## WHAT TO WORK ON
What lines in the records below include the word "user"? Return each one.

[Saved data entries]
○ ○ ○ ○
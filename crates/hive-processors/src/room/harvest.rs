//! `harvest` on sources and minerals.

use hive_blueprints::constants::{
    ENERGY_REGEN_TIME, EXTRACTOR_COOLDOWN, HARVEST_MINERAL_POWER, HARVEST_POWER,
};
use hive_types::intents::names;
use hive_types::resources::ENERGY;
use hive_types::{BodyPartType, ObjectIntent, ObjectType, RoomObjectPatch, RoomObjectSnapshot};

use super::{RoomProcessorStep, acting_creep};
use crate::context::RoomProcessorContext;
use crate::error::ProcessorError;
use crate::events::RoomEvent;
use crate::stats;

/// Harvests sources and minerals into creep stores.
#[derive(Debug, Clone, Copy, Default)]
pub struct HarvestStep;

impl RoomProcessorStep for HarvestStep {
    fn name(&self) -> &'static str {
        "harvest"
    }

    fn run(&self, ctx: &mut RoomProcessorContext<'_>) -> Result<(), ProcessorError> {
        for intent in ctx.intents().named(names::HARVEST) {
            let Some(creep) = acting_creep(ctx, intent)? else {
                continue;
            };
            let Some(target_id) = intent.record.first().and_then(|a| a.object_id("id")) else {
                continue;
            };
            let Some(target) = ctx.object(&target_id)? else {
                continue;
            };
            if !creep.position().in_range(target.position(), 1) {
                continue;
            }
            match target.object_type {
                ObjectType::Source => harvest_source(ctx, intent, &creep, &target)?,
                ObjectType::Mineral => harvest_mineral(ctx, &creep, &target)?,
                _ => {}
            }
        }
        Ok(())
    }
}

fn work_parts(creep: &RoomObjectSnapshot) -> i64 {
    i64::from(creep.active_parts(BodyPartType::Work))
}

/// Add `amount` of `resource` to the creep, dropping what does not fit.
fn gain(
    ctx: &mut RoomProcessorContext<'_>,
    creep: &RoomObjectSnapshot,
    resource: &str,
    amount: i64,
) -> Result<(), ProcessorError> {
    let kept = amount.min(creep.store_free_capacity(resource));
    if kept > 0 {
        ctx.patch(
            &creep.id,
            RoomObjectPatch::store_entry(
                resource,
                creep.store_amount(resource).saturating_add(kept),
            ),
        );
    }
    ctx.drop_resource(creep.position(), resource, amount.saturating_sub(kept))
}

fn harvest_source(
    ctx: &mut RoomProcessorContext<'_>,
    intent: &ObjectIntent,
    creep: &RoomObjectSnapshot,
    source: &RoomObjectSnapshot,
) -> Result<(), ProcessorError> {
    let available = source.energy.unwrap_or(0);
    let amount = work_parts(creep)
        .saturating_mul(HARVEST_POWER)
        .min(available);
    if amount <= 0 {
        return Ok(());
    }

    let mut patch = RoomObjectPatch {
        energy: Some(available.saturating_sub(amount)),
        ..RoomObjectPatch::default()
    };
    let full = source.energy_capacity.is_some_and(|cap| available >= cap);
    if full && source.next_regeneration_time.is_none() {
        patch.next_regeneration_time = Some(Some(ctx.game_time().saturating_add(ENERGY_REGEN_TIME)));
    }
    ctx.patch(&source.id, patch);

    gain(ctx, creep, ENERGY, amount)?;
    ctx.record_stat(&intent.user, stats::ENERGY_HARVESTED, amount);
    ctx.log_event(RoomEvent::Harvest {
        object_id: creep.id.clone(),
        target_id: source.id.clone(),
        amount,
    });
    Ok(())
}

fn harvest_mineral(
    ctx: &mut RoomProcessorContext<'_>,
    creep: &RoomObjectSnapshot,
    mineral: &RoomObjectSnapshot,
) -> Result<(), ProcessorError> {
    let Some(resource) = mineral.mineral_type.as_deref() else {
        return Ok(());
    };
    let game_time = ctx.game_time();
    let extractor = ctx.objects_at(mineral.position())?.into_iter().find(|o| {
        o.object_type == ObjectType::Extractor
            && o.user.is_some()
            && o.user == creep.user
            && ctx.is_active(o)
            && !o.on_cooldown(game_time)
    });
    let Some(extractor) = extractor else {
        return Ok(());
    };

    let available = mineral.mineral_amount.unwrap_or(0);
    let amount = work_parts(creep)
        .saturating_mul(HARVEST_MINERAL_POWER)
        .min(available);
    if amount <= 0 {
        return Ok(());
    }
    ctx.patch(
        &mineral.id,
        RoomObjectPatch {
            mineral_amount: Some(available.saturating_sub(amount)),
            ..RoomObjectPatch::default()
        },
    );
    ctx.patch(
        &extractor.id,
        RoomObjectPatch {
            cooldown_time: Some(game_time.saturating_add(EXTRACTOR_COOLDOWN)),
            ..RoomObjectPatch::default()
        },
    );
    gain(ctx, creep, resource, amount)?;
    ctx.log_event(RoomEvent::Harvest {
        object_id: creep.id.clone(),
        target_id: mineral.id.clone(),
        amount,
    });
    Ok(())
}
○ ○ ○ ○
## RESPONSE AREA
    ctx.record_stat(&intent.user, stats::ENERGY_HARVESTED, amount);
            && o.user.is_some()
            && o.user == creep.user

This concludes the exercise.